Required work
Somewhere below are a line with "Nodes live in" and a later line with "forest is configured.". Output exactly those lines and all lines between them.

Input data below:

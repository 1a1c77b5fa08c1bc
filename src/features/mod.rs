//! Feature engineering: temporal windows, geodesic distance, risk encoding
//! and the assembler that composes them.

pub mod assembler;
pub mod geo;
pub mod risk;
pub mod temporal;

pub use assembler::{AssembledBatch, FallbackCounts, FeatureAssembler};
pub use geo::GeoDistanceCalculator;
pub use risk::{RiskEncoder, RiskFeatures, RiskLookup, RiskTable};
pub use temporal::{AccountTimeline, TemporalFeatureBuilder, TemporalFeatures};
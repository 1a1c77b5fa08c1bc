//! Weighted binary decision tree used as the forest's base learner.
//!
//! Nodes live in a flat arena; a split sends rows with `x <= threshold` left.

use ndarray::ArrayView2;
use rand::rngs::StdRng;
use rand::seq::SliceRandom;
use serde::{Deserialize, Serialize};

/// Impurity measure, fixed when the forest is configured.
#[derive(Debug, Clone, Copy, PartialEq, Eq, Default, Serialize, Deserialize)]
#[serde(rename_all = "lowercase")]
pub enum SplitCriterion {
    #[default]
    Gini,
    Entropy,
}

impl SplitCriterion {
    /// Impurity of a node holding the given class weights.
    pub fn impurity(self, negative: f64, positive: f64) -> f64 {
        let total = negative + positive;
        if total <= 0.0 {
            return 0.0;
        }
        let p = positive / total;
        let q = 1.0 - p;
        match self {
            SplitCriterion::Gini => 1.0 - p * p - q * q,
            SplitCriterion::Entropy => {
                let term = |x: f64| if x > 0.0 { -x * x.log2() } else { 0.0 };
                term(p) + term(q)
            }
        }
    }
}

/// Number of candidate features drawn at each split.
#[derive(Debug, Clone, Copy, PartialEq, Default, Serialize, Deserialize)]
#[serde(rename_all = "lowercase")]
pub enum MaxFeatures {
    #[default]
    Sqrt,
    All,
    Fraction(f64),
}

impl MaxFeatures {
    pub fn resolve(self, n_features: usize) -> usize {
        let k = match self {
            MaxFeatures::Sqrt => (n_features as f64).sqrt().round() as usize,
            MaxFeatures::All => n_features,
            MaxFeatures::Fraction(f) => ((n_features as f64) * f).round() as usize,
        };
        k.clamp(1, n_features.max(1))
    }
}

#[derive(Debug, Clone, Copy, PartialEq, Serialize, Deserialize)]
pub struct TreeParams {
    pub max_depth: usize,
    pub min_samples_leaf: usize,
    pub max_features: MaxFeatures,
    pub criterion: SplitCriterion,
}

impl Default for TreeParams {
    fn default() -> Self {
        Self {
            max_depth: 10,
            min_samples_leaf: 25,
            max_features: MaxFeatures::Sqrt,
            criterion: SplitCriterion::Gini,
        }
    }
}

#[derive(Debug, Clone, PartialEq, Serialize, Deserialize)]
enum Node {
    Leaf {
        probability: f64,
    },
    Split {
        feature: usize,
        threshold: f64,
        left: usize,
        right: usize,
    },
}

#[derive(Debug, Clone, Copy)]
struct SplitCandidate {
    feature: usize,
    threshold: f64,
    child_impurity: f64,
}

/// A fitted tree.
#[derive(Debug, Clone, PartialEq, Serialize, Deserialize)]
pub struct DecisionTree {
    nodes: Vec<Node>,
    importances: Vec<f64>,
}

struct Builder<'a> {
    x: ArrayView2<'a, f64>,
    y: &'a [bool],
    weights: &'a [f64],
    params: &'a TreeParams,
    n_candidates: usize,
    nodes: Vec<Node>,
    importances: Vec<f64>,
}

impl DecisionTree {
    /// Fit on the rows with positive weight. `weights` carries both the
    /// bootstrap multiplicity and the class weight of each row.
    pub fn fit(
        x: ArrayView2<'_, f64>,
        y: &[bool],
        weights: &[f64],
        params: &TreeParams,
        rng: &mut StdRng,
    ) -> Self {
        let n_features = x.ncols();
        let rows: Vec<usize> = (0..x.nrows()).filter(|&i| weights[i] > 0.0).collect();

        let mut builder = Builder {
            x: x.reborrow(),
            y,
            weights,
            params,
            n_candidates: params.max_features.resolve(n_features),
            nodes: Vec::new(),
            importances: vec![0.0; n_features],
        };
        builder.grow(rows, 0, rng);

        let mut importances = builder.importances;
        let total: f64 = importances.iter().sum();
        if total > 0.0 {
            importances.iter_mut().for_each(|v| *v /= total);
        }

        Self {
            nodes: builder.nodes,
            importances,
        }
    }

    /// Probability of the positive class for one processed row.
    pub fn predict_row(&self, row: &[f64]) -> f64 {
        let mut idx = 0;
        loop {
            match &self.nodes[idx] {
                Node::Leaf { probability } => return *probability,
                Node::Split {
                    feature,
                    threshold,
                    left,
                    right,
                } => {
                    idx = if row[*feature] <= *threshold { *left } else { *right };
                }
            }
        }
    }

    /// Impurity decrease per input column, normalized to sum to 1.
    pub fn feature_importances(&self) -> &[f64] {
        &self.importances
    }

    pub fn n_leaves(&self) -> usize {
        self.nodes
            .iter()
            .filter(|n| matches!(n, Node::Leaf { .. }))
            .count()
    }

    pub fn depth(&self) -> usize {
        fn walk(nodes: &[Node], idx: usize) -> usize {
            match &nodes[idx] {
                Node::Leaf { .. } => 0,
                Node::Split { left, right, .. } => 1 + walk(nodes, *left).max(walk(nodes, *right)),
            }
        }
        if self.nodes.is_empty() {
            0
        } else {
            walk(&self.nodes, 0)
        }
    }
}

impl<'a> Builder<'a> {
    fn class_weights(&self, rows: &[usize]) -> (f64, f64) {
        rows.iter().fold((0.0, 0.0), |(neg, pos), &i| {
            if self.y[i] {
                (neg, pos + self.weights[i])
            } else {
                (neg + self.weights[i], pos)
            }
        })
    }

    fn leaf(&mut self, negative: f64, positive: f64) -> usize {
        let total = negative + positive;
        let probability = if total > 0.0 { positive / total } else { 0.0 };
        self.nodes.push(Node::Leaf { probability });
        self.nodes.len() - 1
    }

    fn grow(&mut self, rows: Vec<usize>, depth: usize, rng: &mut StdRng) -> usize {
        let (negative, positive) = self.class_weights(&rows);
        let min_leaf = self.params.min_samples_leaf.max(1);

        if depth >= self.params.max_depth
            || rows.len() < 2 * min_leaf
            || negative == 0.0
            || positive == 0.0
        {
            return self.leaf(negative, positive);
        }

        let parent_impurity = self.params.criterion.impurity(negative, positive) * (negative + positive);
        let best = match self.best_split(&rows, rng) {
            Some(split) if parent_impurity - split.child_impurity > 1e-12 => split,
            _ => return self.leaf(negative, positive),
        };

        self.importances[best.feature] += parent_impurity - best.child_impurity;

        let (left_rows, right_rows): (Vec<usize>, Vec<usize>) = rows
            .into_iter()
            .partition(|&i| self.x[[i, best.feature]] <= best.threshold);

        let idx = self.nodes.len();
        self.nodes.push(Node::Leaf { probability: 0.0 });
        let left = self.grow(left_rows, depth + 1, rng);
        let right = self.grow(right_rows, depth + 1, rng);
        self.nodes[idx] = Node::Split {
            feature: best.feature,
            threshold: best.threshold,
            left,
            right,
        };
        idx
    }

    /// Lowest weighted child impurity over a random subset of features.
    /// Candidates are visited in shuffled order and only a strictly better
    /// split replaces the incumbent, so ties resolve through the seed.
    fn best_split(&self, rows: &[usize], rng: &mut StdRng) -> Option<SplitCandidate> {
        let mut features: Vec<usize> = (0..self.x.ncols()).collect();
        features.shuffle(rng);

        let min_leaf = self.params.min_samples_leaf.max(1);
        let criterion = self.params.criterion;
        let (total_neg, total_pos) = self.class_weights(rows);
        let mut best: Option<SplitCandidate> = None;
        let mut sorted = rows.to_vec();

        for &feature in features.iter().take(self.n_candidates) {
            sorted.sort_by(|&a, &b| self.x[[a, feature]].total_cmp(&self.x[[b, feature]]));

            let (mut left_neg, mut left_pos) = (0.0, 0.0);
            for i in 0..sorted.len() - 1 {
                let row = sorted[i];
                if self.y[row] {
                    left_pos += self.weights[row];
                } else {
                    left_neg += self.weights[row];
                }

                let here = self.x[[row, feature]];
                let next = self.x[[sorted[i + 1], feature]];
                let left_count = i + 1;
                if here >= next || left_count < min_leaf || sorted.len() - left_count < min_leaf {
                    continue;
                }

                let (right_neg, right_pos) = (total_neg - left_neg, total_pos - left_pos);
                let child_impurity = criterion.impurity(left_neg, left_pos) * (left_neg + left_pos)
                    + criterion.impurity(right_neg, right_pos) * (right_neg + right_pos);

                if best.map_or(true, |b| child_impurity < b.child_impurity) {
                    let mut threshold = here + (next - here) / 2.0;
                    if threshold >= next {
                        threshold = here;
                    }
                    best = Some(SplitCandidate {
                        feature,
                        threshold,
                        child_impurity,
                    });
                }
            }
        }
        best
    }
}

End of Input data.

The completed task
//! Nodes live in a flat arena; a split sends rows with `x <= threshold` left.

use ndarray::ArrayView2;
use rand::rngs::StdRng;
use rand::seq::SliceRandom;
use serde::{Deserialize, Serialize};

/// Impurity measure, fixed when the forest is configured.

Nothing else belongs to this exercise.